§ **What you will do**
Print, in exact form, the lines below from the one containing "pub mod tracker;" through the one containing "Ord, Serialize, Deserialize)]", and omit all others.

§ **Data shown**
=== Begin Enclosure ===

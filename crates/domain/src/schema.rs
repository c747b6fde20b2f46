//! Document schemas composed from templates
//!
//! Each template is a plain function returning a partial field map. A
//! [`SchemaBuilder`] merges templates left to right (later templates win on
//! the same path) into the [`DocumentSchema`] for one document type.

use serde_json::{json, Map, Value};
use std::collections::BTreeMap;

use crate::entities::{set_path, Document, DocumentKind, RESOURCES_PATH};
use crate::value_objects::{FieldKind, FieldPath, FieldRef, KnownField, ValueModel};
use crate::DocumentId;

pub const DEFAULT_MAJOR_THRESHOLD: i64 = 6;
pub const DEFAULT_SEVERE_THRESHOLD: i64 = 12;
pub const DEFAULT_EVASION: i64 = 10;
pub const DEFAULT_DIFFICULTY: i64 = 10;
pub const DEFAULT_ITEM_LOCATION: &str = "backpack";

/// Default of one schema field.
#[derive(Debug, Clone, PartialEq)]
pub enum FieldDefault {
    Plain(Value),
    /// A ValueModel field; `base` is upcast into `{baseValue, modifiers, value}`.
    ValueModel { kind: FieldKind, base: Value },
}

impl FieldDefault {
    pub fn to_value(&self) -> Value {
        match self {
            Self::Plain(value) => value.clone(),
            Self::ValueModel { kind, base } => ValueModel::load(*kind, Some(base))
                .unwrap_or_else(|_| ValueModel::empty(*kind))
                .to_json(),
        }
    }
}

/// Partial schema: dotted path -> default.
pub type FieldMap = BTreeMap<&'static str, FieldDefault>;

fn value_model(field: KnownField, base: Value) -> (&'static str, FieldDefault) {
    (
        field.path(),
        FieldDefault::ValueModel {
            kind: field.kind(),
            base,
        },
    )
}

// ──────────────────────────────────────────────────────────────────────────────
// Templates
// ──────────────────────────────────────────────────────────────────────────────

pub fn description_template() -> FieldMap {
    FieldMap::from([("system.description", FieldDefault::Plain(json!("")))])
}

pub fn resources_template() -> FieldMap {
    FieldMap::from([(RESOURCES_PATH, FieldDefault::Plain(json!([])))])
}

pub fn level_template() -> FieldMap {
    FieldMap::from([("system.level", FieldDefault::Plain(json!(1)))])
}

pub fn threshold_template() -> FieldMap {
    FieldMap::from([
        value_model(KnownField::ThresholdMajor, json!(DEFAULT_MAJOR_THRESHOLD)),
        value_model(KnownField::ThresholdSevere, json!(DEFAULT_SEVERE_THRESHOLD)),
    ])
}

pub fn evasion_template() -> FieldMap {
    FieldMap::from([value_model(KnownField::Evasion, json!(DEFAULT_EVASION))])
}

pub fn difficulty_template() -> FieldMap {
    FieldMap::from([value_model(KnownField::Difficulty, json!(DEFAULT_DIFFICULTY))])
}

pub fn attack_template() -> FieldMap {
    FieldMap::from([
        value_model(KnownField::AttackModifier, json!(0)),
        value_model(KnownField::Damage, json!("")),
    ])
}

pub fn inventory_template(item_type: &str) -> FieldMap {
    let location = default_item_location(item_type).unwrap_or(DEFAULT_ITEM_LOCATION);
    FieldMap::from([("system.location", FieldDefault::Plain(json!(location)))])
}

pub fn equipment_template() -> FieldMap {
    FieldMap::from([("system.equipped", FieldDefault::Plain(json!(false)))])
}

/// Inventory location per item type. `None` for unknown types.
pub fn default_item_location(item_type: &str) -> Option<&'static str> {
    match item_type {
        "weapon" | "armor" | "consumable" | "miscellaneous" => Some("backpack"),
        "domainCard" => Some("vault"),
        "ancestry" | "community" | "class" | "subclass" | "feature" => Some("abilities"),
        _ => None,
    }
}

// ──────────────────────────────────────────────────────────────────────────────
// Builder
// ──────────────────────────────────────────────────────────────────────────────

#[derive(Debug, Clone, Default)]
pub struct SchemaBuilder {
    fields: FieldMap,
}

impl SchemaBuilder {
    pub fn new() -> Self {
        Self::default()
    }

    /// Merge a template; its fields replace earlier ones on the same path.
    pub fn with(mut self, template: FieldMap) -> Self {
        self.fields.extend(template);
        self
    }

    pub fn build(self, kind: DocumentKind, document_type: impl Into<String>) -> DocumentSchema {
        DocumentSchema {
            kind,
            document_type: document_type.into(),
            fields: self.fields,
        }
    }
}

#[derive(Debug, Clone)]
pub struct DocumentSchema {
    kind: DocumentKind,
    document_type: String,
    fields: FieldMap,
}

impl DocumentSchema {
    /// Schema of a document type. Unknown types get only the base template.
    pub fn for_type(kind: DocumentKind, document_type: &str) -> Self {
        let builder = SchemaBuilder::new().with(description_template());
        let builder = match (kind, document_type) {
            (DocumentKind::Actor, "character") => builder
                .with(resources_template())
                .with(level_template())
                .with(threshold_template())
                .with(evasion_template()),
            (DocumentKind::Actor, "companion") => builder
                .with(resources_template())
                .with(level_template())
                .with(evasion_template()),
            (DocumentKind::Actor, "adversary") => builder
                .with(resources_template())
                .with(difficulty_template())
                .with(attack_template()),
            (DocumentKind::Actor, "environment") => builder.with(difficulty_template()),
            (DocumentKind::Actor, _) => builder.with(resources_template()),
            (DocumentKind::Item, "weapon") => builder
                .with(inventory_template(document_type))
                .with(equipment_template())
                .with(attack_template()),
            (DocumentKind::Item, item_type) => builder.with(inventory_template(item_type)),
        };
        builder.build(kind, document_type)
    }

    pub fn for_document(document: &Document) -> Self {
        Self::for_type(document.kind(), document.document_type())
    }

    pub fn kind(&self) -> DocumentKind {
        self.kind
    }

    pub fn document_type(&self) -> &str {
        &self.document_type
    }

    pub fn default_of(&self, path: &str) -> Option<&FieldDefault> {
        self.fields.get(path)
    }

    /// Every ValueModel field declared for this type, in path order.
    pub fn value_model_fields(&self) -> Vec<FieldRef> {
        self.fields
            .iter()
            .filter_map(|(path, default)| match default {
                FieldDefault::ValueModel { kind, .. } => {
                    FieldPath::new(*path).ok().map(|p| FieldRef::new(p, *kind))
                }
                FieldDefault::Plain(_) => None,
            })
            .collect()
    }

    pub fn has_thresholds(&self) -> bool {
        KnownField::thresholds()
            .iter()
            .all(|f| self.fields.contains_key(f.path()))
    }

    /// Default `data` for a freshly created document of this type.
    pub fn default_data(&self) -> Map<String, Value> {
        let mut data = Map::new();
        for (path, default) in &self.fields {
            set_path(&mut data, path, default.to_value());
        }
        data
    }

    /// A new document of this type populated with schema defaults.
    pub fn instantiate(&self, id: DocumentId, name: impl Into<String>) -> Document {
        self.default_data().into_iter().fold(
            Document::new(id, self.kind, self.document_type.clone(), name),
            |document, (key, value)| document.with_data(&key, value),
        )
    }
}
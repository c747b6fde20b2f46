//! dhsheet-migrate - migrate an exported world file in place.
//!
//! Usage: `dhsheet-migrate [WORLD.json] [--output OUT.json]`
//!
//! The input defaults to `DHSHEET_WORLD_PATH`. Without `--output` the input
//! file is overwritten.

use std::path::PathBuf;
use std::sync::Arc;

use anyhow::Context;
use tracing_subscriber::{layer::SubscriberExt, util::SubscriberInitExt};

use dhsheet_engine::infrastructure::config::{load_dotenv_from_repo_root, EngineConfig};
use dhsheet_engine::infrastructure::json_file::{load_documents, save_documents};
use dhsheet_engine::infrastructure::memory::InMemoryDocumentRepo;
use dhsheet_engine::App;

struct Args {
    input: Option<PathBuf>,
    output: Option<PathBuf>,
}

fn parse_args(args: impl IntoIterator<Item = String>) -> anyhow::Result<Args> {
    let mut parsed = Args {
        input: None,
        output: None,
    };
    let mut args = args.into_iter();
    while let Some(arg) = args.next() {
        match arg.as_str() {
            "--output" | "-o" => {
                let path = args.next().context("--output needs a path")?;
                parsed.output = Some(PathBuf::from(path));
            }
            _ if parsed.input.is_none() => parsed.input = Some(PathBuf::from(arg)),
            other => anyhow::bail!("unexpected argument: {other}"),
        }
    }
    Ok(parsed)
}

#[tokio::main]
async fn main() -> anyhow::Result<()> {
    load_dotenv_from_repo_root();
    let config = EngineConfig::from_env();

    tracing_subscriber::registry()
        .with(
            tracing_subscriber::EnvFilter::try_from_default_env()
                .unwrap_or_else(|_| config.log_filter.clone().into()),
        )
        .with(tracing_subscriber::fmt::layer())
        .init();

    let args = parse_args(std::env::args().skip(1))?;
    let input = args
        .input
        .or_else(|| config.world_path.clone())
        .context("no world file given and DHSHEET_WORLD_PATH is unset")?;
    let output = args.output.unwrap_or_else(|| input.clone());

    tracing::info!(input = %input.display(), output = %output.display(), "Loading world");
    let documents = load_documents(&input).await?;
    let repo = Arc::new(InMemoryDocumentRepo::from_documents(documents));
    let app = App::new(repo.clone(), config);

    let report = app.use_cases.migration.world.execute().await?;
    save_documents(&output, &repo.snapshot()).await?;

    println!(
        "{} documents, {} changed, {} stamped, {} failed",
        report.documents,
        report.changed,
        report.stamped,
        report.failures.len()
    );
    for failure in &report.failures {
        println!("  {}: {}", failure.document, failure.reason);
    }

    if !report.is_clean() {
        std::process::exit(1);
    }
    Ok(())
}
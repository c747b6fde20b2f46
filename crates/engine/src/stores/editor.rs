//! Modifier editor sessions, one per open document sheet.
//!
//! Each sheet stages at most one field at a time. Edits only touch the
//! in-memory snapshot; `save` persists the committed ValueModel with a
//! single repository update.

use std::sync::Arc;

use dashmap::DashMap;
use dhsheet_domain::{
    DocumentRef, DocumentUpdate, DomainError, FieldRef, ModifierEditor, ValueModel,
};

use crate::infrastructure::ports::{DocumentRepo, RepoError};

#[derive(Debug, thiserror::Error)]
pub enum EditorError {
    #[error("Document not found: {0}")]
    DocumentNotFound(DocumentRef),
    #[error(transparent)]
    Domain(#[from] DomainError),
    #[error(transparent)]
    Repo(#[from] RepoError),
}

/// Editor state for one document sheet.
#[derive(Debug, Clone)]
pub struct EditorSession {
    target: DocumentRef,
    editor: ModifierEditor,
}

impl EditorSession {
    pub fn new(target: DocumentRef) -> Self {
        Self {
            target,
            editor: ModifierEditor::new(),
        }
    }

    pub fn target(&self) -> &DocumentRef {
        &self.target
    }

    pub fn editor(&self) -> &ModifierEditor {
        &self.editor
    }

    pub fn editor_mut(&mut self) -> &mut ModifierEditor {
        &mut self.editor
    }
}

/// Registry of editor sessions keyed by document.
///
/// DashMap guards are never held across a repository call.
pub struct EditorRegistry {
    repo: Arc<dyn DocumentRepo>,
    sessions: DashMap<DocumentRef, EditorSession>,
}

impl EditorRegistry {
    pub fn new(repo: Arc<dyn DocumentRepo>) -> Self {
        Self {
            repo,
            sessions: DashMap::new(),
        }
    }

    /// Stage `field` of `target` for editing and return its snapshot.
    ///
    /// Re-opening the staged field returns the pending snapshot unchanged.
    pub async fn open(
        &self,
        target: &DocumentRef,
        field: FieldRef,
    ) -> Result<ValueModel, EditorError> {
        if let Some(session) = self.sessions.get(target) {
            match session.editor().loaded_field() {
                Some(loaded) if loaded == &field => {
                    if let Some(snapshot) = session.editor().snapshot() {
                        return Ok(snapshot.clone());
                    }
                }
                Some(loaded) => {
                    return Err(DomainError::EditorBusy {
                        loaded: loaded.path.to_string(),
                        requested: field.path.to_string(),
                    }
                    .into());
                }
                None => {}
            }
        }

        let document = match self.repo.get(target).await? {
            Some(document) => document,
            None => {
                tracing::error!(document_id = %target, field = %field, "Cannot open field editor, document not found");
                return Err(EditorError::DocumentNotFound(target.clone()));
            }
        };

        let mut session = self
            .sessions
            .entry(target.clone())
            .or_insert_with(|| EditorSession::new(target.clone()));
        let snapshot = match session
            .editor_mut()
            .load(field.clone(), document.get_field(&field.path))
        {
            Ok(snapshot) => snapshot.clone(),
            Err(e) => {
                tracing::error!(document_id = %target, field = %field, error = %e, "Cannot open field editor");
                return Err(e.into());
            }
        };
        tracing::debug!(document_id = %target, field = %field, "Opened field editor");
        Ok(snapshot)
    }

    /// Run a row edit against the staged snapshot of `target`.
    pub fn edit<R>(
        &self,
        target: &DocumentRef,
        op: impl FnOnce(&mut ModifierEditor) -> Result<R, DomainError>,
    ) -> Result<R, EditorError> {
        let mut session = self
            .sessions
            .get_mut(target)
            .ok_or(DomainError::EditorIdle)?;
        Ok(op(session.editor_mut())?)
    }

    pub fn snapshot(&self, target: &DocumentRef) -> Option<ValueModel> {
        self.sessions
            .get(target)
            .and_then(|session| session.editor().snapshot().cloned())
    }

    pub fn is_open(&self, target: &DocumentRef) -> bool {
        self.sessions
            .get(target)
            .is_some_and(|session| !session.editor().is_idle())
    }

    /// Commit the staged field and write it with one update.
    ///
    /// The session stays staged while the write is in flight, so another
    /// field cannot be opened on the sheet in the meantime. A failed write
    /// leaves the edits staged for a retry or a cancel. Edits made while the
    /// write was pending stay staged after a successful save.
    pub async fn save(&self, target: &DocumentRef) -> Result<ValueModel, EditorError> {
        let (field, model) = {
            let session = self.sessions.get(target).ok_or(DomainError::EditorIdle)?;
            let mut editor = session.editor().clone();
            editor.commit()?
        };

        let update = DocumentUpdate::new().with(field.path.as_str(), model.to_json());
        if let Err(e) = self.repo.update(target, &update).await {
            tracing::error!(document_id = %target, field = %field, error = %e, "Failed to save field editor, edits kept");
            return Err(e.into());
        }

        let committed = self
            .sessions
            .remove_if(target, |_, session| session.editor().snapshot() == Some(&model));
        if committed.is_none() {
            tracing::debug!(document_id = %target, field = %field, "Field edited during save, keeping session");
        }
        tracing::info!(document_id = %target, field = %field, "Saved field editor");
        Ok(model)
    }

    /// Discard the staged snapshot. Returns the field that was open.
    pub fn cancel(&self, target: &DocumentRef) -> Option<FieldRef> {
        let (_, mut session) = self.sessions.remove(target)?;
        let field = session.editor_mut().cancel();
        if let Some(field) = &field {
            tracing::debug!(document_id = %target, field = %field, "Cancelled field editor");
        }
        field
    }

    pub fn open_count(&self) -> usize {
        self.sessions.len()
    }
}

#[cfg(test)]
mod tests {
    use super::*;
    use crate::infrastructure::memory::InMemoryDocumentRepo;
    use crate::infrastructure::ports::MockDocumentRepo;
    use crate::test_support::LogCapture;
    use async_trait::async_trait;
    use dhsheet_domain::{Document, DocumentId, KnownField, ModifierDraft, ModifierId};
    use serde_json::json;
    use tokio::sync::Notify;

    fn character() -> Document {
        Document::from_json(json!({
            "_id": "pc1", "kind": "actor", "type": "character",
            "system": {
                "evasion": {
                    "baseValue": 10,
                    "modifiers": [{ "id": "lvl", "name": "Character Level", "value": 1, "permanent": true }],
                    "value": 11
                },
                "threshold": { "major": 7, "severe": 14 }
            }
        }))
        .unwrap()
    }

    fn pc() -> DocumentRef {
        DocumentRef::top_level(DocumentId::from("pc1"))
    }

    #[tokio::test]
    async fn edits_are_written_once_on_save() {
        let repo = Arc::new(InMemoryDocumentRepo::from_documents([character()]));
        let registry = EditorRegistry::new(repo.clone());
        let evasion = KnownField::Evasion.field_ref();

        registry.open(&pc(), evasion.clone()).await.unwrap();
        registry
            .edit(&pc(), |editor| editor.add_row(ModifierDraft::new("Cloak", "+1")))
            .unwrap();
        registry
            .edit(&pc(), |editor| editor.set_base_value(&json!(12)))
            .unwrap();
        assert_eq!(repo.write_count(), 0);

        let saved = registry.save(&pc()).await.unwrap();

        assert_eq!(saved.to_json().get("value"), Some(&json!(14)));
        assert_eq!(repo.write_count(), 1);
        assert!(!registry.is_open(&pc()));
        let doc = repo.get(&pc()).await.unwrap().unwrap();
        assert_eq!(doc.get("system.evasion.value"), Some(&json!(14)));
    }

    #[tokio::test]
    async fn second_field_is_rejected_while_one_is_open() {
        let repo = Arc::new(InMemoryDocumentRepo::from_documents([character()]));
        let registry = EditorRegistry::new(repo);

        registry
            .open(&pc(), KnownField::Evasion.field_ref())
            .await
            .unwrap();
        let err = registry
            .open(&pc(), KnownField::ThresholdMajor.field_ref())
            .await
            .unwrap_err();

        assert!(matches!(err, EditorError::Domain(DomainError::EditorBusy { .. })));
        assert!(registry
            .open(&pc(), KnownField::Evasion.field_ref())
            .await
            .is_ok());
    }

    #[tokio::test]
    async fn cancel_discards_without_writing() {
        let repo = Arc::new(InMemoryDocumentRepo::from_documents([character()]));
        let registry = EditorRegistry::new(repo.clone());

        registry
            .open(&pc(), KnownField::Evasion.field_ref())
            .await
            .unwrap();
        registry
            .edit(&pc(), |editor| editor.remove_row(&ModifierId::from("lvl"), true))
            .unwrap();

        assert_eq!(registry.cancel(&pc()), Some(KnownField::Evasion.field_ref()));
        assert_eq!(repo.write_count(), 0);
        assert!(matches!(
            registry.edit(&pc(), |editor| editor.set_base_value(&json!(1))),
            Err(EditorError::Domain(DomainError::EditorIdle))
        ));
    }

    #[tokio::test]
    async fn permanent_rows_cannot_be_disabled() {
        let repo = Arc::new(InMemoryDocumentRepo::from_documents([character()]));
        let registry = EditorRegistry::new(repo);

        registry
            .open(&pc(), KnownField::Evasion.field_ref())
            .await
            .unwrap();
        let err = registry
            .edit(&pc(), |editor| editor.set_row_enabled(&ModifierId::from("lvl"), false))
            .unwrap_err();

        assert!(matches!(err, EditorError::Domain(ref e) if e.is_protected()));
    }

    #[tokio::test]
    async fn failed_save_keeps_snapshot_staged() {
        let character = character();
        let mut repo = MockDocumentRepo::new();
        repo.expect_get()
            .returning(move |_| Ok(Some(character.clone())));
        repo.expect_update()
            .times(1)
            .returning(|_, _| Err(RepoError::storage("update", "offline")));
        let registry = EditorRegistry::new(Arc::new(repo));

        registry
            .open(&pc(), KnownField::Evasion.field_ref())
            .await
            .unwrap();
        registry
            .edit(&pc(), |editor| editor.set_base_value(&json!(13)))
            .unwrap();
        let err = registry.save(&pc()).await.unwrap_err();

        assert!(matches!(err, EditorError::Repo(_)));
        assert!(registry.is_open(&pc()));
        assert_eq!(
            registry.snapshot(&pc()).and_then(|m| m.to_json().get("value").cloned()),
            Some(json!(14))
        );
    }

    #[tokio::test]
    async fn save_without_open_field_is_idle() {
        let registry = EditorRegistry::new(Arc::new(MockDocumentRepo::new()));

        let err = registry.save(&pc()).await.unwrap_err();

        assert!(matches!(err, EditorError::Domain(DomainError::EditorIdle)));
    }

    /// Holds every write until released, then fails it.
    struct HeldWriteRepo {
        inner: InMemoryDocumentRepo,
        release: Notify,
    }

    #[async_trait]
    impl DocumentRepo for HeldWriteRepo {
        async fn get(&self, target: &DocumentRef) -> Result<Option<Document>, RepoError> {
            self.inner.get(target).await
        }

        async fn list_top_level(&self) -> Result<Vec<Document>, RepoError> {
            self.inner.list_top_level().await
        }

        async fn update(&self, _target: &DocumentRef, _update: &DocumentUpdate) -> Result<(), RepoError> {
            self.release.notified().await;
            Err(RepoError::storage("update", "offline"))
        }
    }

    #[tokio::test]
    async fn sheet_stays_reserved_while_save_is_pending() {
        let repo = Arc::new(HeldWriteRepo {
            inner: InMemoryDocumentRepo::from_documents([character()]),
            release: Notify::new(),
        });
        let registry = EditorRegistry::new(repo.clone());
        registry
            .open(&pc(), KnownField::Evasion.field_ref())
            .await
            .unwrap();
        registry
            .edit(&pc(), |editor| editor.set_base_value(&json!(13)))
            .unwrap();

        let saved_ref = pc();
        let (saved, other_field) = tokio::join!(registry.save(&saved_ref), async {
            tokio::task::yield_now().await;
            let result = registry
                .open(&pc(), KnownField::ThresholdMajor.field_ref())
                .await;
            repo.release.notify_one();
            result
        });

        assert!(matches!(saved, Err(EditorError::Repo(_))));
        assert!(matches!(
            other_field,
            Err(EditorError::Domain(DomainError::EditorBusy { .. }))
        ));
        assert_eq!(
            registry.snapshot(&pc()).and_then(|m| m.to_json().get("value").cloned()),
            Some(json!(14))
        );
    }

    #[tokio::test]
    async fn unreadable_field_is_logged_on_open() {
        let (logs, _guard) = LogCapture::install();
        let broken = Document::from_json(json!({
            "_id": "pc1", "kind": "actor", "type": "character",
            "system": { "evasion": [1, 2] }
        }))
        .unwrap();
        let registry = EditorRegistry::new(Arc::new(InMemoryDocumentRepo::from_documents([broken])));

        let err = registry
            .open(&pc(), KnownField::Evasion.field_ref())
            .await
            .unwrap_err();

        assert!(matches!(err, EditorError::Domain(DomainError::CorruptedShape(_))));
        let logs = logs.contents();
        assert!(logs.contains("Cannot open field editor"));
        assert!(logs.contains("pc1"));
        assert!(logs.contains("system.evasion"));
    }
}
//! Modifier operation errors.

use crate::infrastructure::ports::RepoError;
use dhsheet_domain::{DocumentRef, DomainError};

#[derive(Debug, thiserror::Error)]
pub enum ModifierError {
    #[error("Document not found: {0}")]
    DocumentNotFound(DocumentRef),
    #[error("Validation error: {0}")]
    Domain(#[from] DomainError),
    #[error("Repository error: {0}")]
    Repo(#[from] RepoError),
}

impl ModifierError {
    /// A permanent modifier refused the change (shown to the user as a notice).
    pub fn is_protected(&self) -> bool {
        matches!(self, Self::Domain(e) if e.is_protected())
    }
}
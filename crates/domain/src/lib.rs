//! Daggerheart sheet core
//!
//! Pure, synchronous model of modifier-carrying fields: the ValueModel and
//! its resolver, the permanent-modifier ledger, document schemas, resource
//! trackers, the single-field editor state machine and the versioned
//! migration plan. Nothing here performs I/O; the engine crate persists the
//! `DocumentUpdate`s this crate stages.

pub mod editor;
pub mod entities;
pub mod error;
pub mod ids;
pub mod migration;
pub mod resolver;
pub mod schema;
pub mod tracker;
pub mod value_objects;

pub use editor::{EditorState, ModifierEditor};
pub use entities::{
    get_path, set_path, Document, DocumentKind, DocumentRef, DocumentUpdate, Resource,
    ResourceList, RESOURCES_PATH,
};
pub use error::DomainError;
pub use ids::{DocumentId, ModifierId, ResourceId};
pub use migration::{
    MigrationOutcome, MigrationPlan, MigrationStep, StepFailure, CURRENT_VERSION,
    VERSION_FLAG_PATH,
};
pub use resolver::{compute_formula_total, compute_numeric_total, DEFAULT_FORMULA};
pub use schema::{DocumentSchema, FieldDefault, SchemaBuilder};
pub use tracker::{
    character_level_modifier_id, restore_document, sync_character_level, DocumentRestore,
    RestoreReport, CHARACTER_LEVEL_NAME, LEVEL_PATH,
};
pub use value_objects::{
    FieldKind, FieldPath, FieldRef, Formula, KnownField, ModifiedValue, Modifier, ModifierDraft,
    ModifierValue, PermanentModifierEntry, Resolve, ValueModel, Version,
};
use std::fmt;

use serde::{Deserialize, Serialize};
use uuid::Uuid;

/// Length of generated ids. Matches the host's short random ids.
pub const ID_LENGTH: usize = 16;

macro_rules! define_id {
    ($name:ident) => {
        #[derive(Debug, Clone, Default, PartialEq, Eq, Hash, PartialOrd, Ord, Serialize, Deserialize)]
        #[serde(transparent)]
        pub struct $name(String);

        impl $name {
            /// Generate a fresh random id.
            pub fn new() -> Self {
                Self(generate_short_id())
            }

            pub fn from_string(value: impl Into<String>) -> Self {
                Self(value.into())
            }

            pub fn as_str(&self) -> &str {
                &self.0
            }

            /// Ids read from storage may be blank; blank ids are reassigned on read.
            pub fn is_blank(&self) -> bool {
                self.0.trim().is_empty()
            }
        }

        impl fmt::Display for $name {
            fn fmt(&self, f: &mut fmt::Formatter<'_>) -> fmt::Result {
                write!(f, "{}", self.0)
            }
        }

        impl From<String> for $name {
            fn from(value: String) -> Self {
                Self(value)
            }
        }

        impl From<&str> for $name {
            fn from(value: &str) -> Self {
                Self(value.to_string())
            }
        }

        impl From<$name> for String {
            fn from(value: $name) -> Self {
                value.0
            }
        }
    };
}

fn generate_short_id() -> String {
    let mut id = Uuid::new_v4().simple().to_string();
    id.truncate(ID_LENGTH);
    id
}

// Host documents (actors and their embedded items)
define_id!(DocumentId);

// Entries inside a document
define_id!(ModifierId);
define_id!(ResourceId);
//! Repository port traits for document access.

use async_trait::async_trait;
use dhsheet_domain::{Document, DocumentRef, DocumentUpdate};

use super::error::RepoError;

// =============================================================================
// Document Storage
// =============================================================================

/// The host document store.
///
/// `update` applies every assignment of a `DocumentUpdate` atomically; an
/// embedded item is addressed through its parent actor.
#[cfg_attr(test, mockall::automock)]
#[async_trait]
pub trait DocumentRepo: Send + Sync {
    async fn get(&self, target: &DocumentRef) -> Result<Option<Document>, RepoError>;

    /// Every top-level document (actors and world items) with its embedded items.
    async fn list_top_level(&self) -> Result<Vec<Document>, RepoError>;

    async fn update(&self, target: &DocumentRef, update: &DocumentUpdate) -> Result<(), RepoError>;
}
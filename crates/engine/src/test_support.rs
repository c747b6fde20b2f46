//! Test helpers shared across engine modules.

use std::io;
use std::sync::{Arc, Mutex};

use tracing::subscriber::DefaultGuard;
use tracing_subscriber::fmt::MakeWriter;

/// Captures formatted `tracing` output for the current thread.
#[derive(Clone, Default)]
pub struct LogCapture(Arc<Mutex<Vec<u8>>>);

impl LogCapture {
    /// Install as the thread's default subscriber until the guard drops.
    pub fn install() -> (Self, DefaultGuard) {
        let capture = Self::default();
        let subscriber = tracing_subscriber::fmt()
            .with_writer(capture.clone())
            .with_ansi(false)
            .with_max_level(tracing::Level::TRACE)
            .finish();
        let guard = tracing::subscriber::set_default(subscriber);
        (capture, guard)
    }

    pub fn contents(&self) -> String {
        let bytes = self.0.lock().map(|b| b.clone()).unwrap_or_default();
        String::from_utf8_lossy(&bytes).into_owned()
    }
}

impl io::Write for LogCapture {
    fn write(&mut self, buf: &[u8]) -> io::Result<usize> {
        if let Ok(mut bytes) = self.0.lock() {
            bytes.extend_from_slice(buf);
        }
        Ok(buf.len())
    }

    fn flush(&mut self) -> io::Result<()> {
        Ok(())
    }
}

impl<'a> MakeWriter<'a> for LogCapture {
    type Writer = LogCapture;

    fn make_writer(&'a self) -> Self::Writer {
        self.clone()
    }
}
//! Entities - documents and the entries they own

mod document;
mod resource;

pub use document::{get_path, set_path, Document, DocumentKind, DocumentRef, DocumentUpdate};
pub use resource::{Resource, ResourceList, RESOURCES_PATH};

=== End Enclosure ===

§ **Exercise solution**
pub mod tracker;
pub mod value_objects;

pub use editor::{EditorState, ModifierEditor};
pub use entities::{
    get_path, set_path, Document, DocumentKind, DocumentRef, DocumentUpdate, Resource,
    ResourceList, RESOURCES_PATH,
};
pub use error::DomainError;
pub use ids::{DocumentId, ModifierId, ResourceId};
pub use migration::{
    MigrationOutcome, MigrationPlan, MigrationStep, StepFailure, CURRENT_VERSION,
    VERSION_FLAG_PATH,
};
pub use resolver::{compute_formula_total, compute_numeric_total, DEFAULT_FORMULA};
pub use schema::{DocumentSchema, FieldDefault, SchemaBuilder};
pub use tracker::{
    character_level_modifier_id, restore_document, sync_character_level, DocumentRestore,
    RestoreReport, CHARACTER_LEVEL_NAME, LEVEL_PATH,
};
pub use value_objects::{
    FieldKind, FieldPath, FieldRef, Formula, KnownField, ModifiedValue, Modifier, ModifierDraft,
    ModifierValue, PermanentModifierEntry, Resolve, ValueModel, Version,
};
use std::fmt;

use serde::{Deserialize, Serialize};
use uuid::Uuid;

/// Length of generated ids. Matches the host's short random ids.
pub const ID_LENGTH: usize = 16;

macro_rules! define_id {
    ($name:ident) => {
        #[derive(Debug, Clone, Default, PartialEq, Eq, Hash, PartialOrd, Ord, Serialize, Deserialize)]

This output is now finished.